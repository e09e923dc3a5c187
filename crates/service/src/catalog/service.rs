use std::sync::Arc;

use tracing::{info, instrument};

use models::category;

use super::domain::{ItemPage, ItemRecord, ServiceRecord};
use super::query::ItemQuery;
use super::repository::CatalogRepository;
use crate::errors::ServiceError;
use crate::pagination::PageRequest;

/// Application service behind every catalog endpoint.
/// Filters through [`ItemQuery`], counts, resolves the page, then fetches
/// only that slice.
#[derive(Clone)]
pub struct CatalogService {
    repo: Arc<dyn CatalogRepository>,
}

impl CatalogService {
    pub fn new(repo: Arc<dyn CatalogRepository>) -> Self { Self { repo } }

    #[instrument(skip(self))]
    pub async fn page(&self, query: &ItemQuery, request: PageRequest) -> Result<ItemPage, ServiceError> {
        let total = self.repo.count_items(query).await?;
        let window = request.resolve(total);
        let items = self.repo.fetch_items(query, window.offset, window.limit).await?;
        info!(total, page = window.meta.current_page, returned = items.len(), "catalog page");
        Ok(ItemPage { items, meta: window.meta })
    }

    /// Every item, newest first.
    pub async fn list(&self, request: PageRequest) -> Result<ItemPage, ServiceError> {
        self.page(&ItemQuery::default(), request).await
    }

    pub async fn get(&self, id: i32) -> Result<ItemRecord, ServiceError> {
        self.repo
            .get_item(id)
            .await?
            .ok_or_else(|| ServiceError::not_found("Portfolio item"))
    }

    /// Items of a category looked up by name. Unlike [`CatalogService::filter`],
    /// an unknown name is `NotFound`.
    pub async fn by_category(&self, name: &str, request: PageRequest) -> Result<(category::Model, ItemPage), ServiceError> {
        let category = self
            .repo
            .find_category_by_name(name)
            .await?
            .ok_or_else(|| ServiceError::not_found("Category"))?;
        let page = self.page(&ItemQuery::in_category(category.id), request).await?;
        Ok((category, page))
    }

    /// Text search; a blank query is a `Validation` error.
    pub async fn search(&self, text: Option<&str>, request: PageRequest) -> Result<(ItemQuery, ItemPage), ServiceError> {
        let query = ItemQuery::search(text)?;
        let page = self.page(&query, request).await?;
        Ok((query, page))
    }

    /// Search and filters in any combination. Unknown names simply match nothing.
    pub async fn filter(&self, query: ItemQuery, request: PageRequest) -> Result<(ItemQuery, ItemPage), ServiceError> {
        let page = self.page(&query, request).await?;
        Ok((query, page))
    }

    pub async fn categories(&self) -> Result<Vec<category::Model>, ServiceError> {
        self.repo.list_categories().await
    }

    /// All services, active or not.
    pub async fn services(&self) -> Result<Vec<ServiceRecord>, ServiceError> {
        self.repo.list_services().await
    }
}

#[cfg(test)]
mod tests {
    use super::*;
    use chrono::{Duration, Utc};

    use crate::catalog::repository::mock::MockCatalogRepository;

    fn service_with(repo: MockCatalogRepository) -> CatalogService {
        CatalogService::new(Arc::new(repo))
    }

    fn kitchen_office() -> MockCatalogRepository {
        let repo = MockCatalogRepository::new();
        let kitchens = repo.add_category("Kitchens", 0);
        let offices = repo.add_category("Offices", 1);
        repo.add_category("Garages", 2);
        let t1 = Utc::now() - Duration::hours(2);
        repo.add_item("Kitchen Redesign", "", kitchens.id, None, None, t1);
        repo.add_item("Office remodel", "", offices.id, None, None, t1 + Duration::hours(1));
        repo
    }

    fn titles(page: &ItemPage) -> Vec<&str> {
        page.items.iter().map(|r| r.item.title.as_str()).collect()
    }

    #[tokio::test]
    async fn list_is_newest_first() -> anyhow::Result<()> {
        let svc = service_with(kitchen_office());
        let page = svc.list(PageRequest::default()).await?;
        assert_eq!(titles(&page), vec!["Office remodel", "Kitchen Redesign"]);
        assert_eq!(page.meta.total_items, 2);
        Ok(())
    }

    #[tokio::test]
    async fn missing_item_is_not_found() {
        let svc = service_with(kitchen_office());
        let err = svc.get(404).await.unwrap_err();
        assert!(matches!(err, ServiceError::NotFound(ref m) if m == "Portfolio item not found"));
    }

    #[tokio::test]
    async fn by_category_and_filter_disagree_on_unknown_names() -> anyhow::Result<()> {
        let svc = service_with(kitchen_office());
        let err = svc.by_category("Basements", PageRequest::default()).await.unwrap_err();
        assert!(matches!(err, ServiceError::NotFound(ref m) if m == "Category not found"));

        let (_, page) = svc.filter(ItemQuery::filter(Some("Basements"), None), PageRequest::default()).await?;
        assert!(page.items.is_empty());
        Ok(())
    }

    #[tokio::test]
    async fn existing_empty_category_is_not_an_error() -> anyhow::Result<()> {
        let svc = service_with(kitchen_office());
        let (category, page) = svc.by_category("garages", PageRequest::default()).await?;
        assert_eq!(category.name, "Garages");
        assert!(page.items.is_empty());
        assert_eq!(page.meta.total_pages, 1);
        Ok(())
    }

    #[tokio::test]
    async fn search_validates_and_filters() -> anyhow::Result<()> {
        let svc = service_with(kitchen_office());
        assert!(matches!(svc.search(Some(""), PageRequest::default()).await, Err(ServiceError::Validation(_))));
        let (query, page) = svc.search(Some("kitchen"), PageRequest::default()).await?;
        assert_eq!(query.text(), Some("kitchen"));
        assert_eq!(titles(&page), vec!["Kitchen Redesign"]);
        Ok(())
    }

    #[tokio::test]
    async fn out_of_range_page_returns_first_page() -> anyhow::Result<()> {
        let repo = MockCatalogRepository::new();
        let c = repo.add_category("Kitchens", 0);
        let start = Utc::now() - Duration::days(30);
        for i in 0..12 {
            repo.add_item(&format!("item {i}"), "", c.id, None, None, start + Duration::days(i));
        }
        let svc = service_with(repo);
        let page = svc.list(PageRequest::from_params(Some("9"), Some("5"))).await?;
        assert_eq!(page.meta.current_page, 1);
        assert_eq!(page.items.len(), 5);
        assert_eq!(page.items[0].item.title, "item 11");

        let last = svc.list(PageRequest::from_params(Some("3"), Some("5"))).await?;
        assert_eq!(titles(&last), vec!["item 1", "item 0"]);
        Ok(())
    }

    #[tokio::test]
    async fn services_include_inactive() -> anyhow::Result<()> {
        let repo = kitchen_office();
        repo.add_service("Cabinets", 1, true);
        repo.add_service("Archived", 1, false);
        let svc = service_with(repo);
        let services = svc.services().await?;
        assert_eq!(services.len(), 2);
        assert!(services.iter().any(|s| !s.service.is_active));
        Ok(())
    }
}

-=-=-

*Instructions to follow*
Which of the lines above carry the string "hours"? Copy every one.

*Reply to the task*
        let t1 = Utc::now() - Duration::hours(2);
        repo.add_item("Office remodel", "", offices.id, None, None, t1 + Duration::hours(1));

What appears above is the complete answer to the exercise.